Nucleotide Repeat Expansion Disorders
Several diseases are associated with an increase in the number of nucleotide repeats above a certain threshold (Table 61-6). The repeats are sometimes located within the coding region of the genes, as in Huntington's disease or the X-linked form of spinal and bulbar muscular atrophy (SBMA, Kennedy's syndrome). In other instances, the repeats probably alter gene regulatory sequences. If an expansion is present, the DNA fragment is unstable and tends to expand further during cell division. The length of the nucleotide repeat often correlates with the severity of the disease. When repeat length increases from one generation to the next, disease manifestations may worsen or be observed at an earlier age; this phenomenon is referred to as anticipation. In Huntington's disease, for example, there is a correlation between age of onset and length of the triplet codon expansion (Chap. 366). Anticipation has also been documented in other diseases caused by dynamic mutations in trinucleotide repeats (Table 61-6). The repeat number may also vary in a tissue-specific manner. In myotonic dystrophy, the CTG repeat may be tenfold greater in muscle tissue than in lymphocytes (Chap. 387).
Table 61-6 Selected Trinucleotide Repeat Disorders |Favorite Table|Download (.pdf)

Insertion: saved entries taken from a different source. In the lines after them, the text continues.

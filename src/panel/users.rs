//! Rows for the user administration panel.

use ratatui::style::Color;
use serde::Deserialize;

/// One registered platform user, as returned by `/admin/users/list`.
///
/// Every field is defaulted: the backend omits document paths for users who
/// never uploaded anything, and a half-filled profile must still render as a
/// row rather than poisoning the whole table.
#[derive(Debug, Clone, Default, PartialEq, Deserialize)]
pub struct UserRow {
    #[serde(default)]
    pub first_name: String,
    #[serde(default)]
    pub last_name: String,
    #[serde(default)]
    pub email: String,
    #[serde(default)]
    pub role: String,
    #[serde(default)]
    pub resume_path: Option<String>,
    #[serde(default)]
    pub permit_path: Option<String>,
    #[serde(default)]
    pub verification_status: String,
}

impl UserRow {
    pub fn full_name(&self) -> String {
        format!("{} {}", self.first_name, self.last_name)
            .trim()
            .to_string()
    }

    pub fn has_resume(&self) -> bool {
        self.resume_path.as_deref().is_some_and(|p| !p.is_empty())
    }

    pub fn has_permit(&self) -> bool {
        self.permit_path.as_deref().is_some_and(|p| !p.is_empty())
    }
}

/// Colour for a verification status badge.
///
/// Unknown statuses get a neutral colour rather than an error.
pub fn status_color(status: &str) -> Color {
    match status.to_lowercase().as_str() {
        "pending" => Color::Yellow,
        "verified" => Color::Green,
        "rejected" => Color::Red,
        _ => Color::DarkGray,
    }
}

Table 61-6 Selected Trinucleotide Repeat Disorders
|Disease||Locus||Repeat||Triplet Length (Normal/Disease)||Inheritance||Gene Product|
|X-chromosomal spinobulbar muscular atrophy (SBMA)||Xq11-q12||CAG||11–34/40–62||XR||Androgen receptor|
|Fragile X-syndrome (FRAXA)||Xq27.3||CGG||6–50/200–300||XR||FMR-1 protein|
|Fragile X-syndrome (FRAXE)||Xq28||GCC||6–25/>200||XR||FMR-2 protein|
|Dystrophia myotonica (DM)||19q13.2-q13.3||CTG||5–30/200–1000||AD, variable penetrance||Myotonin protein kinase|
|Huntington's disease (HD)||4p16.3||CAG||6–34/37–180||AD||Huntingtin|
|Spinocerebellar ataxia type 1 (SCA1)||6p21.3-21.2||CAG||6–39/40–88||AD||Ataxin 1|
|Spinocerebellar ataxia type 2 (SCA2)||12q24.1||CAG||15–31/34–400||AD||Ataxin 2|
|Spinocerebellar ataxia type 3 (SCA3); Machado-Joseph disease (MD)||14q21||CAG||13–36/55–86||AD||Ataxin 3|
|Spinocerebellar ataxia type 6 (SCA6, CACNAIA)||19p13.1-13.2||CAG||4–16/20–33||AD||Alpha 1A voltage-dependent L-type calcium chan-nel|
|Spinocerebellar ataxia type 7 (SCA7)||3p21.1-p12||CAG||4–19/37 to >300||AD||Ataxin 7|
|Spinocerebellar ataxia type 12 (SCA12)||5q31||CAG||6–26/66–78||AD||Protein phosphatase 2A|
|Dentorubral pallidoluysian atrophy (DRPLA)||12p||CAG||7–23/49–75||AD||Atrophin 1|
|Friedreich ataxia (FRDA1)||9q13-21||GAA||7–22/200–900||AR||Frataxin|
Complex Genetic Disorders
The expression of many common diseases such as cardiovascular disease, hypertension, diabetes, asthma, psychiatric disorders, and certain cancers is determined by a combination of genetic background, environmental factors, and lifestyle. A trait is called polygenic if multiple genes contribute to the phenotype or multifactorial if multiple genes are assumed to interact with environmental factors. Genetic models for these complex traits need to account for genetic heterogeneity and interactions with other genes and the environment. Complex genetic traits may be influenced by modifying genes that are not linked to the main gene involved in the pathogenesis of the trait. This type of gene-gene interaction, or epistasis, plays an important role in polygenic traits that require the simultaneous presence of variations in multiple genes to result in a pathologic phenotype.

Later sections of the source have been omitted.